Description of the task ::
Isolate every line in the records below with "match" in it.

────────────────

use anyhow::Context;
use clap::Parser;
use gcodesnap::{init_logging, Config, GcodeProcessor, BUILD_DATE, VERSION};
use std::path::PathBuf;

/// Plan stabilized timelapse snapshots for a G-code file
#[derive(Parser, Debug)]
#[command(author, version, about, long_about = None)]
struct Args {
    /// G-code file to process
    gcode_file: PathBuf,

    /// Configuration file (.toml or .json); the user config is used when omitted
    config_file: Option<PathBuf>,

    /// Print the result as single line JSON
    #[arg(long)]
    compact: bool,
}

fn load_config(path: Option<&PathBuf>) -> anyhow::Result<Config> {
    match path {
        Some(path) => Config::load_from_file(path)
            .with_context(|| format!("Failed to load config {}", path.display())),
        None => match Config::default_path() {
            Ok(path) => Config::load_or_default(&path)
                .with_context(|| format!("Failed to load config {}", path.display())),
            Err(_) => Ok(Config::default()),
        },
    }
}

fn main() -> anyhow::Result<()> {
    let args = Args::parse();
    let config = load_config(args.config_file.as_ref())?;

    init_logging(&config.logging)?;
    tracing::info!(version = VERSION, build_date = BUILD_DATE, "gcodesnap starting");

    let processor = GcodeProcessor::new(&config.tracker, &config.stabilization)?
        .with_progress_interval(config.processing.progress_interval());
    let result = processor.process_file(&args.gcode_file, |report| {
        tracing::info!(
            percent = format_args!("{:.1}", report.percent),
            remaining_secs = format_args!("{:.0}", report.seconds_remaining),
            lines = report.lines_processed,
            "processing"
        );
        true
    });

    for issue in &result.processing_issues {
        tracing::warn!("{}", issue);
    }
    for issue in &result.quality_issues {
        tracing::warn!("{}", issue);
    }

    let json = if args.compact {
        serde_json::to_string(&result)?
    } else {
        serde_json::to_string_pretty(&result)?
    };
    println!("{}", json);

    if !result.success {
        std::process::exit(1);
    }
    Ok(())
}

────────────────

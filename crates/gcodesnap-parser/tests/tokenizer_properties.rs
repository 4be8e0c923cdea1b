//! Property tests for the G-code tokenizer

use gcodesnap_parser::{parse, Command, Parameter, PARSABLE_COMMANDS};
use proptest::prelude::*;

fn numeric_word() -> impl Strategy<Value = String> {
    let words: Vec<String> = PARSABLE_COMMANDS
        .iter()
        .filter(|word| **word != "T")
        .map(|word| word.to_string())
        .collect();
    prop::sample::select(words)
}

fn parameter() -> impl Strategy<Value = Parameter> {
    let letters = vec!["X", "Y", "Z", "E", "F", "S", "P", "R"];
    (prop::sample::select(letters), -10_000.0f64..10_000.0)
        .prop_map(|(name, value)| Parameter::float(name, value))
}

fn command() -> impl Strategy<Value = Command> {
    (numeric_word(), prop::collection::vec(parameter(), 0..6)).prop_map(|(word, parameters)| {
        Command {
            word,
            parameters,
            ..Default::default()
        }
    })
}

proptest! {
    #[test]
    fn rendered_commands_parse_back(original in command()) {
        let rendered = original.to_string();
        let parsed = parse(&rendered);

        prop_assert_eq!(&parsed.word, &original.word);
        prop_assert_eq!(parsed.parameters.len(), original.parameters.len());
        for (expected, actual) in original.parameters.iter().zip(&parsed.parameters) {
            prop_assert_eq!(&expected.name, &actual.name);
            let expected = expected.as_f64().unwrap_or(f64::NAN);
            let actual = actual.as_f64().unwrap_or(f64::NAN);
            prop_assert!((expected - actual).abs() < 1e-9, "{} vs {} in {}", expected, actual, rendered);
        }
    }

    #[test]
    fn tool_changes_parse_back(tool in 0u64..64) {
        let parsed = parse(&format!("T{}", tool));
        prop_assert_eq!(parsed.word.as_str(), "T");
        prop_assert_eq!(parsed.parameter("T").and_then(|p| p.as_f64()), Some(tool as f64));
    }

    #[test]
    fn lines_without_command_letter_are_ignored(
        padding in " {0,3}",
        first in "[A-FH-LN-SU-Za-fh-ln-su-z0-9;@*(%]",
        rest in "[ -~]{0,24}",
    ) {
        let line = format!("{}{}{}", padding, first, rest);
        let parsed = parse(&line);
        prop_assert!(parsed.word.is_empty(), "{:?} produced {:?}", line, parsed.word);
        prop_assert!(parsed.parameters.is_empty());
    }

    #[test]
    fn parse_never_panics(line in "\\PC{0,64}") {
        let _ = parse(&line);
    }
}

────────────────

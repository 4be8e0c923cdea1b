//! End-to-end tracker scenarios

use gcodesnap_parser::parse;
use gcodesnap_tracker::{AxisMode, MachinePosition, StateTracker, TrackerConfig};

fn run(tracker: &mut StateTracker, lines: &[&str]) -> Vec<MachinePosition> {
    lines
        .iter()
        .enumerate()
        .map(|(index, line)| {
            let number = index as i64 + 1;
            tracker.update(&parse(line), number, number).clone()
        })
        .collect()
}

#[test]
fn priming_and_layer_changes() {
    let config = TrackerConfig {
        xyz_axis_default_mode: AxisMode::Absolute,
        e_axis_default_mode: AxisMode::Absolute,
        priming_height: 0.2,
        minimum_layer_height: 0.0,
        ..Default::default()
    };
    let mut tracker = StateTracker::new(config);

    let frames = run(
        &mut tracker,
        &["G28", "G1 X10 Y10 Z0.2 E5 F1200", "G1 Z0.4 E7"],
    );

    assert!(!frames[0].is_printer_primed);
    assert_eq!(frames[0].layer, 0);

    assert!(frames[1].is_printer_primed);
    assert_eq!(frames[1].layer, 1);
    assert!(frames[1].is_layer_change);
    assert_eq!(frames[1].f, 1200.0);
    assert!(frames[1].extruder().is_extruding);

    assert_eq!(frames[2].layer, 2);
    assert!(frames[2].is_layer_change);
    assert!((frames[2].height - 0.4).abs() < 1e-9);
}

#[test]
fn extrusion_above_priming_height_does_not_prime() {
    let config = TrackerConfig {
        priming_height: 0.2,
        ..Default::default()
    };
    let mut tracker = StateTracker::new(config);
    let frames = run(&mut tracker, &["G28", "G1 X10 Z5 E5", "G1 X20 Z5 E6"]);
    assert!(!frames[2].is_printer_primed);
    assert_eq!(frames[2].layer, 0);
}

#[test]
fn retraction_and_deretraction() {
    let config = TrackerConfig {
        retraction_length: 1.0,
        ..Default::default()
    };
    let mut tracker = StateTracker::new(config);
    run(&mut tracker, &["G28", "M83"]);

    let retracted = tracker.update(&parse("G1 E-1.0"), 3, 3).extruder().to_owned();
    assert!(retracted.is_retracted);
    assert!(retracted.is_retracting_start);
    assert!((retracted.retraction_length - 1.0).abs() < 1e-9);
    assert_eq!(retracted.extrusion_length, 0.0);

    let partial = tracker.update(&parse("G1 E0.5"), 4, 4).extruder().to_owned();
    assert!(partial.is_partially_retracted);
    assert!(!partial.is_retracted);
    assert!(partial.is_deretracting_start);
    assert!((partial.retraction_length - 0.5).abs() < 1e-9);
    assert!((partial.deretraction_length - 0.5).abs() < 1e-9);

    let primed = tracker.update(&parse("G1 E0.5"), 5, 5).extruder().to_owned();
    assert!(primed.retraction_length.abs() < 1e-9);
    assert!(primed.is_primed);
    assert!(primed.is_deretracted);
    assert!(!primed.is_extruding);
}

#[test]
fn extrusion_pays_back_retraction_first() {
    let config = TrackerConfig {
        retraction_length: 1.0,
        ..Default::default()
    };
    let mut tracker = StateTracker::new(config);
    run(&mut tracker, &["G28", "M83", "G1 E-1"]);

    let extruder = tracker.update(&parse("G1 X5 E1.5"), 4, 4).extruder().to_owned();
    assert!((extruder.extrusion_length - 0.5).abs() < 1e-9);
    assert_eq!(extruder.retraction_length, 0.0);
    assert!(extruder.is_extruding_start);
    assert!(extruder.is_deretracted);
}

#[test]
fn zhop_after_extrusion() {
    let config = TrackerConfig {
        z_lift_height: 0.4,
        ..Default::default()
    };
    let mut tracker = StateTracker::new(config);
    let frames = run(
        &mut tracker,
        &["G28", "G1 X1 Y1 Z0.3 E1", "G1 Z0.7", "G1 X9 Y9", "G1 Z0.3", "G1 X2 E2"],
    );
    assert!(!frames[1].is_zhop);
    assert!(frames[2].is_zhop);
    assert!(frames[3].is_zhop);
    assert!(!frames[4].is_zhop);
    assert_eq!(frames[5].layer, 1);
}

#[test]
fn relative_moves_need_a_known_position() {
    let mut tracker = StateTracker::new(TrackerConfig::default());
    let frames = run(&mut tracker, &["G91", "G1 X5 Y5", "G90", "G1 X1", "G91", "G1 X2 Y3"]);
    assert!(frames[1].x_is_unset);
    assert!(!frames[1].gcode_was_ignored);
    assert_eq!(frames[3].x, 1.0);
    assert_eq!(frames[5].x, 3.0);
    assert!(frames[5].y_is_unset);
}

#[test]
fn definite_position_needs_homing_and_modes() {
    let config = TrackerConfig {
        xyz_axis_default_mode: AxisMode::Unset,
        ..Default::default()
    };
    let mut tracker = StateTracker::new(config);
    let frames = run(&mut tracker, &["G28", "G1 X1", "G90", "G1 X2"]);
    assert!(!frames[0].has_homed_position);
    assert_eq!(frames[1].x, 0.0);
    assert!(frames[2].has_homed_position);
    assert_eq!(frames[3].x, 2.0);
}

────────────────

Response box ::
    match path {
        None => match Config::default_path() {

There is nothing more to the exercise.